Character for character, reproduce every entry below.

#### Data for the task

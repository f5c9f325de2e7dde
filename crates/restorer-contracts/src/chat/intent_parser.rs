use super::command_registry::{
    find_action, NO_ARG_COMMANDS, OPTIONAL_PATH_COMMANDS, PATH_COMMANDS,
};

#[derive(Debug, Clone, Copy, PartialEq, Eq)]
pub enum Action {
    Noop,
    Open,
    Restore,
    Save,
    Status,
    Help,
    Quit,
    Unknown,
}

#[derive(Debug, Clone, PartialEq, Eq)]
pub struct Intent {
    pub action: Action,
    pub raw: String,
    pub path: Option<String>,
    /// Set for [`Action::Unknown`].
    pub command: Option<String>,
}

impl Intent {
    fn new(action: Action, raw: &str) -> Self {
        Self {
            action,
            raw: raw.to_string(),
            path: None,
            command: None,
        }
    }

    fn with_path(mut self, path: String) -> Self {
        if !path.is_empty() {
            self.path = Some(path);
        }
        self
    }
}

fn parse_path_args(arg: &str) -> Vec<String> {
    if arg.trim().is_empty() {
        return Vec::new();
    }
    match shell_words::split(arg) {
        Ok(parts) => parts
            .into_iter()
            .filter(|value| !value.is_empty())
            .collect(),
        Err(_) => arg
            .split_whitespace()
            .map(str::to_string)
            .filter(|value| !value.is_empty())
            .collect(),
    }
}

/// Unquoted paths with spaces are rejoined, so `/open my photo.jpg` works.
fn parse_single_path_arg(arg: &str) -> String {
    let parts = parse_path_args(arg);
    match parts.len() {
        0 => String::new(),
        1 => parts[0].clone(),
        _ => parts.join(" "),
    }
}

/// Parses one line of session input.
///
/// Slash commands map through the command registry; any other non-empty line
/// is taken as a path to open, which is what a terminal produces when a file
/// is dragged onto it.
pub fn parse_intent(text: &str) -> Intent {
    let raw_trimmed = text.trim();
    if raw_trimmed.is_empty() {
        return Intent::new(Action::Noop, text);
    }

    if let Some(slash_tail) = raw_trimmed.strip_prefix('/') {
        let command_len = slash_tail
            .chars()
            .take_while(|ch| ch.is_ascii_alphanumeric() || *ch == '_')
            .count();
        let looks_like_path = slash_tail[command_len..].starts_with(['/', '.']);
        if command_len > 0 && !looks_like_path {
            let command = slash_tail[..command_len].to_ascii_lowercase();
            let arg = slash_tail[command_len..].trim();

            if let Some(action) = find_action(&command, PATH_COMMANDS) {
                return Intent::new(action, text).with_path(parse_single_path_arg(arg));
            }

            if let Some(action) = find_action(&command, OPTIONAL_PATH_COMMANDS) {
                return Intent::new(action, text).with_path(parse_single_path_arg(arg));
            }

            if let Some(action) = find_action(&command, NO_ARG_COMMANDS) {
                return Intent::new(action, text);
            }

            let mut intent = Intent::new(Action::Unknown, text);
            intent.command = Some(command);
            return intent;
        }
    }

    Intent::new(Action::Open, text).with_path(parse_single_path_arg(raw_trimmed))
}

#[cfg(test)]
mod tests {
    use super::{parse_intent, Action};

    #[test]
    fn parse_blank_lines_as_noop() {
        assert_eq!(parse_intent("").action, Action::Noop);
        assert_eq!(parse_intent("   \t").action, Action::Noop);
    }

    #[test]
    fn parse_open_aliases_with_quoted_paths() {
        for line in [
            "/open \"/tmp/old scan.jpg\"",
            "/upload '/tmp/old scan.jpg'",
            "/replace /tmp/old\\ scan.jpg",
        ] {
            let intent = parse_intent(line);
            assert_eq!(intent.action, Action::Open, "{line}");
            assert_eq!(intent.path.as_deref(), Some("/tmp/old scan.jpg"), "{line}");
        }
    }

    #[test]
    fn parse_open_rejoins_unquoted_spaces() {
        let intent = parse_intent("  /open   my photo.jpg  ");
        assert_eq!(intent.path.as_deref(), Some("my photo.jpg"));
    }

    #[test]
    fn parse_open_without_path_has_none() {
        let intent = parse_intent("/open");
        assert_eq!(intent.action, Action::Open);
        assert!(intent.path.is_none());
    }

    #[test]
    fn parse_save_with_and_without_target() {
        let bare = parse_intent("/save");
        assert_eq!(bare.action, Action::Save);
        assert!(bare.path.is_none());

        let download = parse_intent("/download out/restored.png");
        assert_eq!(download.action, Action::Save);
        assert_eq!(download.path.as_deref(), Some("out/restored.png"));
    }

    #[test]
    fn parse_no_arg_commands_case_insensitively() {
        assert_eq!(parse_intent("/restore").action, Action::Restore);
        assert_eq!(parse_intent("/RESTORE").action, Action::Restore);
        assert_eq!(parse_intent("/status").action, Action::Status);
        assert_eq!(parse_intent("/help").action, Action::Help);
        assert_eq!(parse_intent("/quit").action, Action::Quit);
        assert_eq!(parse_intent("/exit").action, Action::Quit);
    }

    #[test]
    fn parse_bare_line_as_path_to_open() {
        let intent = parse_intent("'/home/me/Pictures/grandma 1952.jpg'");
        assert_eq!(intent.action, Action::Open);
        assert_eq!(
            intent.path.as_deref(),
            Some("/home/me/Pictures/grandma 1952.jpg")
        );
    }

    #[test]
    fn parse_unquoted_absolute_path_as_open() {
        let intent = parse_intent("/home/me/Pictures/grandma.jpg");
        assert_eq!(intent.action, Action::Open);
        assert_eq!(intent.path.as_deref(), Some("/home/me/Pictures/grandma.jpg"));

        let file_at_root = parse_intent("/scan.png");
        assert_eq!(file_at_root.action, Action::Open);
        assert_eq!(file_at_root.path.as_deref(), Some("/scan.png"));
    }

    #[test]
    fn parse_unknown_command() {
        let intent = parse_intent("/magic foo bar");
        assert_eq!(intent.action, Action::Unknown);
        assert_eq!(intent.command.as_deref(), Some("magic"));
    }
}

########

Your solution:
repository f5c9f325de2e7dde
filename crates/restorer-contracts/src/chat/intent_parser.rs
use super::command_registry::{
    find_action, NO_ARG_COMMANDS, OPTIONAL_PATH_COMMANDS, PATH_COMMANDS,
};

#[derive(Debug, Clone, Copy, PartialEq, Eq)]
pub enum Action {
    Noop,
    Open,
    Restore,
    Save,
    Status,
    Help,
    Quit,
    Unknown,
}

#[derive(Debug, Clone, PartialEq, Eq)]
pub struct Intent {
    pub action: Action,
    pub raw: String,
    pub path: Option<String>,
    /// Set for [`Action::Unknown`].
    pub command: Option<String>,
}

impl Intent {
    fn new(action: Action, raw: &str) -> Self {
        Self {
            action,
            raw: raw.to_string(),
            path: None,
            command: None,
        }
    }

    fn with_path(mut self, path: String) -> Self {
        if !path.is_empty() {
            self.path = Some(path);
        }
        self
    }
}

fn parse_path_args(arg: &str) -> Vec<String> {
    if arg.trim().is_empty() {
        return Vec::new();
    }
    match shell_words::split(arg) {
        Ok(parts) => parts
            .into_iter()
            .filter(|value| !value.is_empty())
            .collect(),
        Err(_) => arg
            .split_whitespace()
            .map(str::to_string)
            .filter(|value| !value.is_empty())
            .collect(),
    }
}

/// Unquoted paths with spaces are rejoined, so `/open my photo.jpg` works.
fn parse_single_path_arg(arg: &str) -> String {
    let parts = parse_path_args(arg);
    match parts.len() {
        0 => String::new(),
        1 => parts[0].clone(),
        _ => parts.join(" "),
    }
}

/// Parses one line of session input.
///
/// Slash commands map through the command registry; any other non-empty line
/// is taken as a path to open, which is what a terminal produces when a file
/// is dragged onto it.
pub fn parse_intent(text: &str) -> Intent {
    let raw_trimmed = text.trim();
    if raw_trimmed.is_empty() {
        return Intent::new(Action::Noop, text);
    }

    if let Some(slash_tail) = raw_trimmed.strip_prefix('/') {
        let command_len = slash_tail
            .chars()
            .take_while(|ch| ch.is_ascii_alphanumeric() || *ch == '_')
            .count();
        let looks_like_path = slash_tail[command_len..].starts_with(['/', '.']);
        if command_len > 0 && !looks_like_path {
            let command = slash_tail[..command_len].to_ascii_lowercase();
            let arg = slash_tail[command_len..].trim();

            if let Some(action) = find_action(&command, PATH_COMMANDS) {
                return Intent::new(action, text).with_path(parse_single_path_arg(arg));
            }

            if let Some(action) = find_action(&command, OPTIONAL_PATH_COMMANDS) {
                return Intent::new(action, text).with_path(parse_single_path_arg(arg));
            }

            if let Some(action) = find_action(&command, NO_ARG_COMMANDS) {
                return Intent::new(action, text);
            }

            let mut intent = Intent::new(Action::Unknown, text);
            intent.command = Some(command);
            return intent;
        }
    }

    Intent::new(Action::Open, text).with_path(parse_single_path_arg(raw_trimmed))
}

#[cfg(test)]
mod tests {
    use super::{parse_intent, Action};

    #[test]
    fn parse_blank_lines_as_noop() {
        assert_eq!(parse_intent("").action, Action::Noop);
        assert_eq!(parse_intent("   \t").action, Action::Noop);
    }

    #[test]
    fn parse_open_aliases_with_quoted_paths() {
        for line in [
            "/open \"/tmp/old scan.jpg\"",
            "/upload '/tmp/old scan.jpg'",
            "/replace /tmp/old\\ scan.jpg",
        ] {
            let intent = parse_intent(line);
            assert_eq!(intent.action, Action::Open, "{line}");
            assert_eq!(intent.path.as_deref(), Some("/tmp/old scan.jpg"), "{line}");
        }
    }

    #[test]
    fn parse_open_rejoins_unquoted_spaces() {
        let intent = parse_intent("  /open   my photo.jpg  ");
        assert_eq!(intent.path.as_deref(), Some("my photo.jpg"));
    }

    #[test]
    fn parse_open_without_path_has_none() {
        let intent = parse_intent("/open");
        assert_eq!(intent.action, Action::Open);
        assert!(intent.path.is_none());
    }

    #[test]
    fn parse_save_with_and_without_target() {
        let bare = parse_intent("/save");
        assert_eq!(bare.action, Action::Save);
        assert!(bare.path.is_none());

        let download = parse_intent("/download out/restored.png");
        assert_eq!(download.action, Action::Save);
        assert_eq!(download.path.as_deref(), Some("out/restored.png"));
    }

    #[test]
    fn parse_no_arg_commands_case_insensitively() {
        assert_eq!(parse_intent("/restore").action, Action::Restore);
        assert_eq!(parse_intent("/RESTORE").action, Action::Restore);
        assert_eq!(parse_intent("/status").action, Action::Status);
        assert_eq!(parse_intent("/help").action, Action::Help);
        assert_eq!(parse_intent("/quit").action, Action::Quit);
        assert_eq!(parse_intent("/exit").action, Action::Quit);
    }

    #[test]
    fn parse_bare_line_as_path_to_open() {
        let intent = parse_intent("'/home/me/Pictures/grandma 1952.jpg'");
        assert_eq!(intent.action, Action::Open);
        assert_eq!(
            intent.path.as_deref(),
            Some("/home/me/Pictures/grandma 1952.jpg")
        );
    }

    #[test]
    fn parse_unquoted_absolute_path_as_open() {
        let intent = parse_intent("/home/me/Pictures/grandma.jpg");
        assert_eq!(intent.action, Action::Open);
        assert_eq!(intent.path.as_deref(), Some("/home/me/Pictures/grandma.jpg"));

        let file_at_root = parse_intent("/scan.png");
        assert_eq!(file_at_root.action, Action::Open);
        assert_eq!(file_at_root.path.as_deref(), Some("/scan.png"));
    }

    #[test]
    fn parse_unknown_command() {
        let intent = parse_intent("/magic foo bar");
        assert_eq!(intent.action, Action::Unknown);
        assert_eq!(intent.command.as_deref(), Some("magic"));
    }
}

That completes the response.